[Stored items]
[Start of Attachment]
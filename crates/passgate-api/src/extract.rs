//! Request extractors

use axum::{
    Json,
    extract::{FromRequest, Request},
};
use serde::de::DeserializeOwned;
use tracing::debug;

use crate::error::ApiError;

/// JSON body whose rejection renders as an [`ApiError::BadRequest`]
pub struct ApiJson<T>(pub T);

impl<S, T> FromRequest<S> for ApiJson<T>
where
    T: DeserializeOwned,
    S: Send + Sync,
{
    type Rejection = ApiError;

    async fn from_request(req: Request, state: &S) -> Result<Self, Self::Rejection> {
        let Json(value) = Json::<T>::from_request(req, state).await.map_err(|rejection| {
            debug!("Rejected request body: {}", rejection.body_text());
            ApiError::BadRequest(rejection.body_text())
        })?;

        Ok(ApiJson(value))
    }
}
[End of Attachment]
◆ Task instructions
Copy out each line of the data that includes the string "ApiError".

◆ Exercise result
use crate::error::ApiError;
/// JSON body whose rejection renders as an [`ApiError::BadRequest`]
    type Rejection = ApiError;
            ApiError::BadRequest(rejection.body_text())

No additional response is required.